(Originally published in January 2021)
The Israelites stand in the portal to freedom on the night of the fourteenth of Nissan, as the first-born plague rages around them. Their portal is marked by blood, the blood of the sheep they just sacrificed, but also, symbolically, the blood of their years of suffering. They are poised for redemption.
And on that night, at a very precise moment, exactly midnight (as only God can measure it), at the peak of darkness in the world, they experience a divine revelation; their bloodied history turns into a doorway for them, a doorway to a truth that is beyond this world, a mystical meditative moment of great intensity.
While their neighbors scream in terror, swirling in chaos, there is a moment of utter silence in the Israelite homes; dogs, with their special hearing, can sense the otherworldly presence that has revealed itself, and they become quiet. The dough that was rising falls flat. The King of Kings has appeared and all that is extraneous blows away like chaff.
This is a moment of great clarity for the Israeiltes. The sense of protective love which is normally only a vague hope, if felt at all, is now manifest and palpable. We commemorate this experience with the word Pesach, named for God’s action on that night over the Israelite homes. Normally translated as “pass over,” it is also understood by some to mean “protected” or “had compassion” (see Rashi and Onkelos). The experience surely was as undefinable as the word itself — an experience of divine compassionate protection that felt something like a hovering embracing presence, passing over and coming back and forth, like a pulsing energy field of connection or, as Song of Songs has it, like the passionate energy of a lover skipping over hills to reach His beloved. Intensity, compassion, protection, connection. Whatever the exact nature of this Pesach motion, for the Israelites it was a moment of clarity and revelation, of knowing in an embodied way that God was with them.
This doorway also opens up for them another kind of knowing — an understanding of divine time. Standing at the cusp of change, with the blood of suffering still fresh in their bones, they are opened up to a knowledge of eternity. The text signals this shift in perspective by suddenly moving from a purely historical narrative about the past to mixing in instructions about the future commemorations of this event for generations to come, a hukat olam, “a law forever.” It is as if the Israelites, standing at that precise moment in their bloodied portals, can see out into the far distant future, to the generations that will tell this story and continue to relive it. All of that — the laws of the matzah and the festival and the future children asking — it is all contained in that moment of the present for them. They have so fully entered that present moment of Presence that it has opened up for them all of time in a moment, as if each moment, lived in full presence, is actually a doorway to eternity, containing in its depths all of time by being beyond time.
This experience, too, is an experience of divine revelation, a moving out of self into something larger. It is as if their bloodied doorways opened up to a field that stretches out endlessly before them, and this spaciousness is a manifestation of God Himself.

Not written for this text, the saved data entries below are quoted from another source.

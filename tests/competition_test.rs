// Competition tests: registry, invite codes, fee payments and prize payouts

use fantapay_ledger::{
    Amount, CompetitionError, CompetitionLedger, CompetitionRules, LedgerStore, Mutation,
    PrizeSlot, TxKind, UserId, WalletLedger,
};
use std::collections::HashMap;
use tempfile::TempDir;

mod common;

fn amount(s: &str) -> Amount {
    s.parse().unwrap()
}

fn setup(temp_dir: &TempDir) -> (WalletLedger, CompetitionLedger) {
    common::init_tracing();
    let store = LedgerStore::open(temp_dir.path()).unwrap();
    (
        WalletLedger::with_store(store.clone()),
        CompetitionLedger::with_store(store),
    )
}

fn daily_rules() -> CompetitionRules {
    CompetitionRules::daily(amount("5.00"))
}

// ============================================================================
// REGISTRY TESTS
// ============================================================================

#[test]
fn test_create_registers_competition_with_zero_treasury() {
    let temp_dir = TempDir::new().unwrap();
    let (_, competitions) = setup(&temp_dir);
    let admin = UserId::from("admin-1");

    let competition = competitions
        .create(&admin, "Serie A Friends", daily_rules())
        .unwrap();

    assert_eq!(competition.invite_code().as_str().len(), 8);
    assert!(competition.is_participant(&admin));
    assert_eq!(
        competitions
            .treasury_balance(competition.id().as_str())
            .unwrap(),
        Amount::ZERO
    );
}

#[test]
fn test_join_by_invite_code() {
    let temp_dir = TempDir::new().unwrap();
    let (_, competitions) = setup(&temp_dir);
    let admin = UserId::from("admin-1");
    let player = UserId::from("player-1");

    let competition = competitions
        .create(&admin, "Serie A Friends", daily_rules())
        .unwrap();

    // Codes are case-insensitive on entry
    let lowered = competition.invite_code().as_str().to_lowercase();
    let joined = competitions.join(&player, &lowered).unwrap();

    assert!(joined.is_participant(&player));
    assert_eq!(joined.participants().len(), 2);
}

#[test]
fn test_duplicate_join_is_rejected() {
    let temp_dir = TempDir::new().unwrap();
    let (_, competitions) = setup(&temp_dir);
    let admin = UserId::from("admin-1");
    let player = UserId::from("player-1");

    let competition = competitions
        .create(&admin, "Serie A Friends", daily_rules())
        .unwrap();

    competitions
        .join(&player, competition.invite_code().as_str())
        .unwrap();
    let result = competitions.join(&player, competition.invite_code().as_str());

    assert!(matches!(result, Err(CompetitionError::AlreadyJoined)));
}

#[test]
fn test_unknown_invite_code_is_not_found() {
    let temp_dir = TempDir::new().unwrap();
    let (_, competitions) = setup(&temp_dir);

    let result = competitions.join(&UserId::from("player-1"), "ZZZZ9999");
    assert!(matches!(result, Err(CompetitionError::NotFound)));

    let result = competitions.join(&UserId::from("player-1"), "not a code");
    assert!(matches!(result, Err(CompetitionError::InvalidInviteCode(_))));
}

#[test]
fn test_competitions_of_lists_only_joined() {
    let temp_dir = TempDir::new().unwrap();
    let (_, competitions) = setup(&temp_dir);
    let admin = UserId::from("admin-1");
    let player = UserId::from("player-1");

    let first = competitions
        .create(&admin, "Serie A Friends", daily_rules())
        .unwrap();
    competitions
        .create(&admin, "Champions Pool", daily_rules())
        .unwrap();

    competitions
        .join(&player, first.invite_code().as_str())
        .unwrap();

    let mine = competitions.competitions_of(&player).unwrap();
    assert_eq!(mine.len(), 1);
    assert_eq!(mine[0].id(), first.id());

    let admins = competitions.competitions_of(&admin).unwrap();
    assert_eq!(admins.len(), 2);
}

#[test]
fn test_update_standings_is_admin_only() {
    let temp_dir = TempDir::new().unwrap();
    let (_, competitions) = setup(&temp_dir);
    let admin = UserId::from("admin-1");
    let player = UserId::from("player-1");

    let competition = competitions
        .create(&admin, "Serie A Friends", daily_rules())
        .unwrap();
    competitions
        .join(&player, competition.invite_code().as_str())
        .unwrap();

    let mut standings = HashMap::new();
    standings.insert("player-1".to_string(), 66i64);

    let result = competitions.update_standings(
        &player,
        competition.id().as_str(),
        standings.clone(),
        Some(2),
    );
    assert!(matches!(result, Err(CompetitionError::NotAdmin)));

    let updated = competitions
        .update_standings(&admin, competition.id().as_str(), standings, Some(2))
        .unwrap();
    assert_eq!(updated.current_matchday(), 2);
    assert_eq!(updated.standings().get("player-1"), Some(&66i64));
}

// ============================================================================
// FEE PAYMENT TESTS
// ============================================================================

#[test]
fn test_matchday_fee_moves_funds_to_treasury() {
    let temp_dir = TempDir::new().unwrap();
    let (wallets, competitions) = setup(&temp_dir);
    let admin = UserId::from("admin-1");
    let player = UserId::from("player-1");

    let competition = competitions
        .create(&admin, "Serie A Friends", daily_rules())
        .unwrap();
    competitions
        .join(&player, competition.invite_code().as_str())
        .unwrap();

    wallets
        .apply(&player, Mutation::deposit(amount("50.00"), "Wallet top-up"))
        .unwrap();

    let receipt = competitions
        .pay_matchday_fee(&player, competition.id().as_str(), amount("10.00"))
        .unwrap();

    assert_eq!(receipt.wallet_balance, amount("40.00"));
    assert_eq!(receipt.treasury_balance, amount("10.00"));
    assert_eq!(receipt.transaction.kind(), &TxKind::MatchdayPayment);

    assert_eq!(wallets.balance(&player).unwrap(), amount("40.00"));
    assert_eq!(
        competitions
            .treasury_balance(competition.id().as_str())
            .unwrap(),
        amount("10.00")
    );

    // The fee is the newest entry on both sides
    let wallet_txs = wallets.transactions(&player).unwrap();
    assert_eq!(wallet_txs[0].kind(), &TxKind::MatchdayPayment);
    let treasury_txs = competitions
        .treasury_transactions(competition.id().as_str())
        .unwrap();
    assert_eq!(treasury_txs.len(), 1);
    assert_eq!(treasury_txs[0].amount(), amount("10.00"));
}

#[test]
fn test_fee_from_non_participant_is_rejected() {
    let temp_dir = TempDir::new().unwrap();
    let (wallets, competitions) = setup(&temp_dir);
    let admin = UserId::from("admin-1");
    let outsider = UserId::from("outsider");

    let competition = competitions
        .create(&admin, "Serie A Friends", daily_rules())
        .unwrap();
    wallets
        .apply(&outsider, Mutation::deposit(amount("50.00"), "Wallet top-up"))
        .unwrap();

    let result =
        competitions.pay_matchday_fee(&outsider, competition.id().as_str(), amount("10.00"));

    assert!(matches!(result, Err(CompetitionError::NotParticipant)));
    assert_eq!(wallets.balance(&outsider).unwrap(), amount("50.00"));
}

#[test]
fn test_fee_without_funds_leaves_both_sides_untouched() {
    let temp_dir = TempDir::new().unwrap();
    let (wallets, competitions) = setup(&temp_dir);
    let admin = UserId::from("admin-1");
    let player = UserId::from("player-1");

    let competition = competitions
        .create(&admin, "Serie A Friends", daily_rules())
        .unwrap();
    competitions
        .join(&player, competition.invite_code().as_str())
        .unwrap();
    wallets
        .apply(&player, Mutation::deposit(amount("3.00"), "Wallet top-up"))
        .unwrap();

    let result =
        competitions.pay_matchday_fee(&player, competition.id().as_str(), amount("10.00"));

    assert!(matches!(
        result,
        Err(CompetitionError::InsufficientFunds { .. })
    ));
    assert_eq!(wallets.balance(&player).unwrap(), amount("3.00"));
    assert_eq!(
        competitions
            .treasury_balance(competition.id().as_str())
            .unwrap(),
        Amount::ZERO
    );
}

#[test]
fn test_fee_after_close_is_rejected() {
    let temp_dir = TempDir::new().unwrap();
    let (wallets, competitions) = setup(&temp_dir);
    let admin = UserId::from("admin-1");
    let player = UserId::from("player-1");

    let competition = competitions
        .create(&admin, "Serie A Friends", daily_rules())
        .unwrap();
    competitions
        .join(&player, competition.invite_code().as_str())
        .unwrap();
    wallets
        .apply(&player, Mutation::deposit(amount("50.00"), "Wallet top-up"))
        .unwrap();

    // Only the admin can close
    let result = competitions.close(&player, competition.id().as_str());
    assert!(matches!(result, Err(CompetitionError::NotAdmin)));

    let closed = competitions.close(&admin, competition.id().as_str()).unwrap();
    assert!(!closed.is_active());

    let result =
        competitions.pay_matchday_fee(&player, competition.id().as_str(), amount("5.00"));
    assert!(matches!(result, Err(CompetitionError::Inactive)));
    assert_eq!(wallets.balance(&player).unwrap(), amount("50.00"));
}

// ============================================================================
// PRIZE PAYOUT TESTS
// ============================================================================

#[test]
fn test_prize_payout_credits_the_winner() {
    let temp_dir = TempDir::new().unwrap();
    let (wallets, competitions) = setup(&temp_dir);
    let admin = UserId::from("admin-1");
    let winner = UserId::from("player-1");

    let competition = competitions
        .create(
            &admin,
            "Serie A Friends",
            CompetitionRules::final_pool(vec![PrizeSlot {
                position: 1,
                amount: amount("15.00"),
                description: "Season winner".to_string(),
            }]),
        )
        .unwrap();
    competitions
        .join(&winner, competition.invite_code().as_str())
        .unwrap();

    // Fund the treasury through fees
    wallets
        .apply(&winner, Mutation::deposit(amount("50.00"), "Wallet top-up"))
        .unwrap();
    competitions
        .pay_matchday_fee(&winner, competition.id().as_str(), amount("20.00"))
        .unwrap();

    let receipt = competitions
        .award_prize(&admin, competition.id().as_str(), &winner, amount("15.00"))
        .unwrap();

    assert_eq!(receipt.treasury_balance, amount("5.00"));
    assert_eq!(receipt.wallet_balance, amount("45.00"));
    assert_eq!(receipt.transaction.kind(), &TxKind::PrizeReceived);

    let newest = wallets.transactions(&winner).unwrap();
    assert_eq!(newest[0].kind(), &TxKind::PrizeReceived);
    assert_eq!(newest[0].amount(), amount("15.00"));
}

#[test]
fn test_prize_requires_admin_and_treasury_funds() {
    let temp_dir = TempDir::new().unwrap();
    let (_, competitions) = setup(&temp_dir);
    let admin = UserId::from("admin-1");
    let player = UserId::from("player-1");

    let competition = competitions
        .create(&admin, "Serie A Friends", daily_rules())
        .unwrap();
    competitions
        .join(&player, competition.invite_code().as_str())
        .unwrap();

    // Non-admin cannot award
    let result =
        competitions.award_prize(&player, competition.id().as_str(), &player, amount("5.00"));
    assert!(matches!(result, Err(CompetitionError::NotAdmin)));

    // Empty treasury cannot pay
    let result =
        competitions.award_prize(&admin, competition.id().as_str(), &player, amount("5.00"));
    assert!(matches!(
        result,
        Err(CompetitionError::InsufficientFunds { .. })
    ));
}

#[test]
fn test_prize_to_non_participant_is_rejected() {
    let temp_dir = TempDir::new().unwrap();
    let (_, competitions) = setup(&temp_dir);
    let admin = UserId::from("admin-1");
    let outsider = UserId::from("outsider");

    let competition = competitions
        .create(&admin, "Serie A Friends", daily_rules())
        .unwrap();

    let result =
        competitions.award_prize(&admin, competition.id().as_str(), &outsider, amount("5.00"));
    assert!(matches!(result, Err(CompetitionError::NotParticipant)));
}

My sense is that these two elements — the sense of loving protection and the experience of eternity — are not really separate. When we move out of fear into a feeling of loving protection, what we are experiencing is a large expanse of space and time, a knowledge that things may seem difficult at the moment, but that eternity will bear out the triumph of goodness; we are entering this moment fully, yes, but in doing so, we are also entering another zone that puts this moment into an eternal context of divine love, stretching out before us without end, more solid than the temporary fear that preceded it.
How do we access such portals to the divine? The Israelites were at a pivotal moment. They were still slaves and had been through much suffering, but the road ahead was looking hopeful and they had enough strength to trust what was unfolding, to trust that they were indeed being redeemed by God. They did not side-step the suffering, but turned towards it, turning it — through the blood — into a doorway to something larger. That blood became both a sign of their past suffering and also a sign of their current trust and hope in God, as they flagrantly disregarded Egyptian norms in the slaughtering of a sheep. The midnight darkness of the night and the emphasis on eating the festive meal al merorim, “with bitter herbs,” are reminders that part of the experience involved fully embracing the suffering, even as they anticipated and believed in the possibility of an imminent redemption.
This combination — entering the darkness, not avoiding, but actually going through the doorway of suffering, and at the same time doing so with some hope and trust — this combination seems to be the key to accessing such an experience of the divine, of knowing with clarity God’s eternal loving protection. To stand at such a portal, entering the suffering but also believing in redemption — is to enter into a vast spacious field of compassion, to suddenly find that this field was always waiting for us, wanting to heal us and care for us, waiting only for us to have the courage to pass through the doorway with faith.